金軒進門,在玄關換了鞋,發現哥哥早就回來了,正坐在客廳的沙發上喝酒。
「還以為你會留在外面過夜。」金轍給他倒上一杯紅酒,道,「不用陪你的小男友嗎?」
金軒接過酒杯,道:「你想多了,他還未成年。」
「唔,你還挺有節操。」
「我一向都有。」金軒坐到哥哥對面,道,「霍伯特告訴你的?」
「不是瞎子都看得出來。」金轍道,「在小行星上的時候我就看出你眼神不對,你從沒那麼溫柔地看過一個人,包括你親愛的哥哥我。」
「我沒有戀兄情結。」金軒翻白眼,「而且你本來就是個渣。」
「哈,你什麼時候跟巴隆夫人一個腔調了?」金轍笑著說,「她討厭我是因為我n多年前拒絕了嚮導學校的所有嚮導,令他們學校蒙羞,你又跟什麼風?」
「懶得跟你說。」金軒道,「好吧既然你們都看出來了,那我只好坦白了,是的,我在情人節告別演出上說的那個人就是他,我留在加百列是為了他,現在當老師也是為了他。」
金轍嘴角的笑漸漸淡下去,沉默了一會,道:「他是漢尼拔的兒子。」
「他又不是漢尼拔。」
「你明白我的意思,別跟我抬槓。」金轍皺眉道,「那孩子看上去倒是很單純,有情有義,對你也有一定的感情,但他父親是漢尼拔,這一點很致命。」
「他只是漢尼拔的養子,十七年來統共才在漢尼拔身邊呆了半年多。」金軒辯道,「他們完全不一樣。」
「只要他跟他的姓,就和漢尼拔脫不了關係。」金轍沉聲道,「漢尼拔的野心,我非常清楚,從我二十多年前認識他開始,就知道他想幹什麼。真到了那一天,你和那孩子要怎麼相處,你們又要怎麼面對彼此的家庭?你打算將我這個總統哥哥置於何地?」
「哥哥。」金軒放下酒杯,道,「你相信我,真的到了那一天,漢尼拔要和全聯邦,全人類為敵,巫承赫不會站在他那一邊的,我瞭解他,他在民族大義上比我更值得信任。」
金轍詫異地看著他,良久道:「你對他的評價真令我大開眼界,或許我該重新評估你們的可能性。」
「你早該這麼做。」金軒道,「不過你不這麼做也無所謂,我就是放棄喘氣也不會放棄他的,我愛他,這輩子就這一個。」
「喂喂。」金轍被他如此極端的表白shock到了,坐起身來,道,「好歹我是你的哥哥,養了你二十四年,你在我面前這麼維護一個外人,不是打我的臉嗎?我們還有沒有真感情了?」
「你的臉留給你的國會議員吧,比在我這能賣個好價錢。」金軒嗤笑一聲。
「好吧,你可真是傷了我的心,我本來還打算給那孩子發個銀星勳章,感謝他把你從邪路上拉回來呢,現在看來不必了,你已經把自己都給他發出去了,我不能再倒貼錢。」金轍無奈搖頭,道,「算了,兒女都是債,弟弟也一樣,你愛誰就誰吧。」
「謝謝。」金軒嘴角一咧,綻出一個由衷的笑容,無論如何,哥哥是他唯一的親人,這份感情能得到哥哥的認可,是對他最大的鼓勵。
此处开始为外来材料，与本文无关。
#[cfg(test)]
mod tests {
    use super::*;
    use crate::auth::{Role, mint_token};
    use crate::clients::Patch;
    use crate::clients::fake::FakeGateway;
    use crate::config::Config;
    use crate::models::kind::ResourceKind;
    use axum::body::{Body, to_bytes};
    use axum::http::{Request, StatusCode, header};
    use pretty_assertions::assert_eq;
    use serde_json::{Value, json};
    use std::sync::Arc;
    use tokio_util::sync::CancellationToken;
    use tower::ServiceExt;

    const SECRET: &str = "router-test-secret";

    fn cluster() -> FakeGateway {
        FakeGateway::new()
            .with(
                ResourceKind::Pod,
                json!({
                    "metadata": {"name": "web-1", "namespace": "shop"},
                    "status": {"phase": "Running", "containerStatuses": [
                        {"name": "app", "state": {"waiting": {"reason": "CrashLoopBackOff"}}}
                    ]}
                }),
            )
            .with(
                ResourceKind::Deployment,
                json!({
                    "metadata": {"name": "web", "namespace": "shop"},
                    "spec": {"replicas": 2},
                    "status": {"availableReplicas": 2, "readyReplicas": 2}
                }),
            )
            .with(
                ResourceKind::Node,
                json!({"metadata": {"name": "n1"}, "status": {"conditions": [{"type": "Ready", "status": "True"}]}}),
            )
    }

    fn app_with(gw: Arc<FakeGateway>, config_yaml: &str) -> Router {
        let cfg = Config::from_yaml(config_yaml, Some(SECRET.to_string())).unwrap();
        build_router(AppState::new(gw, Arc::new(cfg), CancellationToken::new()))
    }

    fn app(gw: Arc<FakeGateway>) -> Router {
        app_with(gw, "listen_port: 8080\n")
    }

    fn token(role: Role) -> String {
        mint_token(SECRET, "tester", Some(&role.to_string()), 600)
    }

    fn request(method: &str, uri: &str, role: Option<Role>, body: Option<Value>) -> Request<Body> {
        let mut req = Request::builder().method(method).uri(uri);
        if let Some(role) = role {
            req = req.header(header::AUTHORIZATION, format!("Bearer {}", token(role)));
        }
        match body {
            Some(b) => req
                .header(header::CONTENT_TYPE, "application/json")
                .body(Body::from(b.to_string()))
                .unwrap(),
            None => req.body(Body::empty()).unwrap(),
        }
    }

    async fn send(app: Router, req: Request<Body>) -> (StatusCode, Value) {
        let resp = app.oneshot(req).await.unwrap();
        let status = resp.status();
        let bytes = to_bytes(resp.into_body(), usize::MAX).await.unwrap();
        let body = serde_json::from_slice(&bytes).unwrap_or(Value::Null);
        (status, body)
    }

    #[tokio::test]
    async fn resources_require_a_token() {
        let (status, body) = send(app(Arc::new(cluster())), request("GET", "/api/resources", None, None)).await;
        assert_eq!(status, StatusCode::UNAUTHORIZED);
        assert!(body["error"].as_str().unwrap().contains("missing token"));
    }

    #[tokio::test]
    async fn resources_scan_with_filters() {
        let gw = Arc::new(cluster());
        let (status, body) = send(
            app(gw.clone()),
            request(
                "GET",
                "/api/resources?namespace=all&problemsOnly=true",
                Some(Role::Viewer),
                None,
            ),
        )
        .await;
        assert_eq!(status, StatusCode::OK);
        let items = body["items"].as_array().unwrap();
        assert_eq!(items.len(), 1);
        assert_eq!(items[0]["kind"], "Pod");
        assert_eq!(items[0]["issue"], "CrashLoopBackOff");
        assert_eq!(items[0]["severity"], "critical");
        assert_eq!(items[0]["lastSeen"], Value::Null);
        assert!(gw.calls().contains(&"list pods all".to_string()));
    }

    #[tokio::test]
    async fn unknown_resource_type_is_400() {
        let (status, body) = send(
            app(Arc::new(cluster())),
            request("GET", "/api/resources?resourceType=widgets", Some(Role::Viewer), None),
        )
        .await;
        assert_eq!(status, StatusCode::BAD_REQUEST);
        assert!(body["error"].as_str().unwrap().contains("widgets"));
    }

    #[tokio::test]
    async fn overview_counts_nodes() {
        let (status, body) = send(
            app(Arc::new(cluster().metrics_down())),
            request("GET", "/api/cluster/overview", Some(Role::Viewer), None),
        )
        .await;
        assert_eq!(status, StatusCode::OK);
        assert_eq!(body["nodeCount"], 1);
        assert_eq!(body["readyCount"], 1);
        assert_eq!(body["metricsAvailable"], false);
        assert_eq!(body["totalCpuCores"], 0.0);
    }

    #[tokio::test]
    async fn restart_needs_editor() {
        let gw = Arc::new(cluster());
        let uri = "/api/resources/deployments/shop/web/restart";

        let (status, _) = send(app(gw.clone()), request("POST", uri, Some(Role::Viewer), None)).await;
        assert_eq!(status, StatusCode::FORBIDDEN);
        assert!(gw.patches.lock().unwrap().is_empty());

        let (status, body) = send(app(gw.clone()), request("POST", uri, Some(Role::Editor), None)).await;
        assert_eq!(status, StatusCode::OK);
        assert_eq!(body["status"], "Success");
        let patches = gw.patches.lock().unwrap();
        assert_eq!(patches.len(), 1);
        assert!(matches!(&patches[0], (ResourceKind::Deployment, ns, name, Patch::Merge(_)) if ns == "shop" && name == "web"));
    }

    #[tokio::test]
    async fn restart_rejects_pods() {
        let (status, _) = send(
            app(Arc::new(cluster())),
            request("POST", "/api/resources/pod/shop/web-1/restart", Some(Role::Admin), None),
        )
        .await;
        assert_eq!(status, StatusCode::BAD_REQUEST);
    }

    #[tokio::test]
    async fn scale_validates_replicas() {
        let gw = Arc::new(cluster());
        let uri = "/api/resources/deployment/shop/web/scale";

        let (status, _) = send(
            app(gw.clone()),
            request("POST", uri, Some(Role::Editor), Some(json!({"replicas": -1}))),
        )
        .await;
        assert_eq!(status, StatusCode::BAD_REQUEST);

        let (status, _) = send(
            app(gw.clone()),
            request("POST", uri, Some(Role::Editor), Some(json!({"replicas": 5}))),
        )
        .await;
        assert_eq!(status, StatusCode::OK);
        assert_eq!(
            gw.patches.lock().unwrap()[0].3,
            Patch::Json(json!([{"op": "replace", "path": "/spec/replicas", "value": 5}]))
        );
    }

    #[tokio::test]
    async fn delete_needs_admin_and_reports_missing() {
        let gw = Arc::new(cluster());

        let (status, _) = send(
            app(gw.clone()),
            request("DELETE", "/api/resources/pods/shop/web-1", Some(Role::Editor), None),
        )
        .await;
        assert_eq!(status, StatusCode::FORBIDDEN);

        let (status, _) = send(
            app(gw.clone()),
            request("DELETE", "/api/resources/pods/shop/missing", Some(Role::Admin), None),
        )
        .await;
        assert_eq!(status, StatusCode::NOT_FOUND);

        let (status, _) = send(
            app(gw.clone()),
            request("DELETE", "/api/resources/pods/shop/web-1", Some(Role::Admin), None),
        )
        .await;
        assert_eq!(status, StatusCode::OK);
        assert_eq!(gw.deletes.lock().unwrap().len(), 1);
    }

    #[tokio::test]
    async fn raw_object_as_yaml() {
        let resp = app(Arc::new(cluster()))
            .oneshot(request(
                "GET",
                "/api/resources/deployment/shop/web?format=yaml",
                Some(Role::Viewer),
                None,
            ))
            .await
            .unwrap();
        assert_eq!(resp.status(), StatusCode::OK);
        assert_eq!(resp.headers()[header::CONTENT_TYPE], "application/yaml");
        let bytes = to_bytes(resp.into_body(), usize::MAX).await.unwrap();
        let text = String::from_utf8(bytes.to_vec()).unwrap();
        assert!(text.contains("name: web"));
        assert!(text.contains("replicas: 2"));
    }

    #[tokio::test]
    async fn stream_auth_is_checked_before_opening() {
        let gw = Arc::new(cluster());

        let (status, _) = send(app(gw.clone()), request("GET", "/api/stream", None, None)).await;
        assert_eq!(status, StatusCode::UNAUTHORIZED);

        // Viewers are not in the allowed set here
        let restricted = "auth:\n  stream_roles: [editor, admin]\n";
        let uri = format!("/api/stream?token={}", token(Role::Viewer));
        let (status, _) = send(app_with(gw.clone(), restricted), request("GET", &uri, None, None)).await;
        assert_eq!(status, StatusCode::FORBIDDEN);

        // An admin narrowing to viewer is refused too
        let uri = format!("/api/stream?token={}&role=viewer", token(Role::Admin));
        let (status, _) = send(app_with(gw.clone(), restricted), request("GET", &uri, None, None)).await;
        assert_eq!(status, StatusCode::FORBIDDEN);
    }

    #[tokio::test]
    async fn stream_opens_as_event_stream() {
        let uri = format!("/api/stream?access_token={}", token(Role::Viewer));
        let resp = app(Arc::new(cluster()))
            .oneshot(request("GET", &uri, None, None))
            .await
            .unwrap();
        assert_eq!(resp.status(), StatusCode::OK);
        assert_eq!(resp.headers()[header::CONTENT_TYPE], "text/event-stream");
    }

    #[tokio::test]
    async fn traversal_in_object_path_is_rejected() {
        let gw = Arc::new(cluster().with(
            ResourceKind::Secret,
            json!({"metadata": {"name": "db", "namespace": "default"}, "data": {"password": "aHVudGVyMg=="}}),
        ));

        let (status, _) = send(
            app(gw.clone()),
            request("GET", "/api/resources/secrets/default/db", Some(Role::Viewer), None),
        )
        .await;
        assert_eq!(status, StatusCode::FORBIDDEN);

        let (status, body) = send(
            app(gw.clone()),
            request(
                "GET",
                "/api/resources/configmaps/default/x%2F..%2F..%2Fsecrets%2Fdb",
                Some(Role::Viewer),
                None,
            ),
        )
        .await;
        assert_eq!(status, StatusCode::BAD_REQUEST);
        assert!(body["error"].as_str().unwrap().contains("invalid name"));

        let (status, _) = send(
            app(gw.clone()),
            request(
                "POST",
                "/api/resources/deployments/shop/web%2F..%2F..%2Fsecrets%2Fdb/restart",
                Some(Role::Editor),
                None,
            ),
        )
        .await;
        assert_eq!(status, StatusCode::BAD_REQUEST);

        let (status, _) = send(
            app(gw.clone()),
            request(
                "POST",
                "/api/resources/deployments/..%2Fdefault/web/scale",
                Some(Role::Editor),
                Some(json!({"replicas": 0})),
            ),
        )
        .await;
        assert_eq!(status, StatusCode::BAD_REQUEST);

        let (status, body) = send(
            app(gw.clone()),
            request("DELETE", "/api/resources/pods/shop/%2E%2E", Some(Role::Admin), None),
        )
        .await;
        assert_eq!(status, StatusCode::BAD_REQUEST);
        assert!(body["error"].as_str().unwrap().contains("\"..\""));

        assert_eq!(gw.calls(), Vec::<String>::new());
        assert!(gw.patches.lock().unwrap().is_empty());
        assert!(gw.deletes.lock().unwrap().is_empty());
    }

    #[tokio::test]
    async fn malformed_namespace_query_is_rejected() {
        let gw = Arc::new(cluster());
        for uri in [
            "/api/resources?namespace=..%2F..%2Fsecrets",
            "/api/analyzer/issues?namespace=shop%2Fpods",
            "/api/cluster/pods?namespace=Shop",
            "/api/cluster/deployments?namespace=.",
        ] {
            let (status, _) = send(app(gw.clone()), request("GET", uri, Some(Role::Viewer), None)).await;
            assert_eq!(status, StatusCode::BAD_REQUEST, "{uri}");
        }
        assert_eq!(gw.calls(), Vec::<String>::new());
    }

    #[tokio::test]
    async fn custom_objects_by_namespace() {
        let gw = Arc::new(
            FakeGateway::new()
                .with_custom(json!({"kind": "Certificate", "metadata": {"name": "site-tls", "namespace": "web"}}))
                .with_custom(json!({"kind": "Certificate", "metadata": {"name": "ops-tls", "namespace": "ops"}})),
        );

        let (status, body) = send(
            app(gw.clone()),
            request(
                "GET",
                "/api/custom/cert-manager.io/v1/certificates?namespace=web",
                Some(Role::Viewer),
                None,
            ),
        )
        .await;
        assert_eq!(status, StatusCode::OK);
        let items = body["items"].as_array().unwrap();
        assert_eq!(items.len(), 1);
        assert_eq!(items[0]["metadata"]["name"], "site-tls");
        assert_eq!(gw.calls(), vec!["list certificates.cert-manager.io/v1 web".to_string()]);

        let (status, body) = send(
            app(gw.clone()),
            request("GET", "/api/custom/cert-manager.io/v1/certificates", Some(Role::Viewer), None),
        )
        .await;
        assert_eq!(status, StatusCode::OK);
        assert_eq!(body["items"].as_array().unwrap().len(), 2);

        for uri in [
            "/api/custom/..%2F..%2Fapi/v1/secrets",
            "/api/custom/cert-manager.io/v1%2F..%2F..%2F..%2Fapi%2Fv1/secrets",
            "/api/custom/cert-manager.io/v1/certificates%2Fx",
            "/api/custom/cert-manager.io/v1/certificates?namespace=..%2Fkube-system",
        ] {
            let (status, _) = send(app(gw.clone()), request("GET", uri, Some(Role::Viewer), None)).await;
            assert_eq!(status, StatusCode::BAD_REQUEST, "{uri}");
        }
        assert_eq!(gw.calls().len(), 2);
    }

    #[tokio::test]
    async fn healthz_is_open() {
        let (status, body) = send(app(Arc::new(cluster())), request("GET", "/healthz", None, None)).await;
        assert_eq!(status, StatusCode::OK);
        assert_eq!(body["status"], "ok");
        assert_eq!(body["cluster"]["reachable"], true);
    }
}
「我仍舊不看好你們的未來,但我尊重你的決定。」金轍嘆息道,「我本來想給你找個嚮導的,畢竟……我們都是上帝造物的殘次品,需要一個強力補丁。」
金軒沉默了,他不能向金轍坦白巫承赫的嚮導身份,但想想金轍的獨身主義,他今年都五十多歲了,沒有嚮導,十年之內身體的各種問題都會顯現出來,到時候……
心裡一時間十分不是滋味。
「算了,反正你這個樣子,這輩子也別想爬到夠資格參加相親的位子了,算我想太多。」金轍將殘酒一飲而盡,道,「生死有命,隨他去吧,能找到最愛的人,無論如何是福氣。」
他語氣略帶點酸澀,也許是喝了酒的緣故,金軒莫名覺得他今天有些奇怪,情緒很不穩定,道:「我扶你上樓睡覺吧,明天你還有很多會要開。」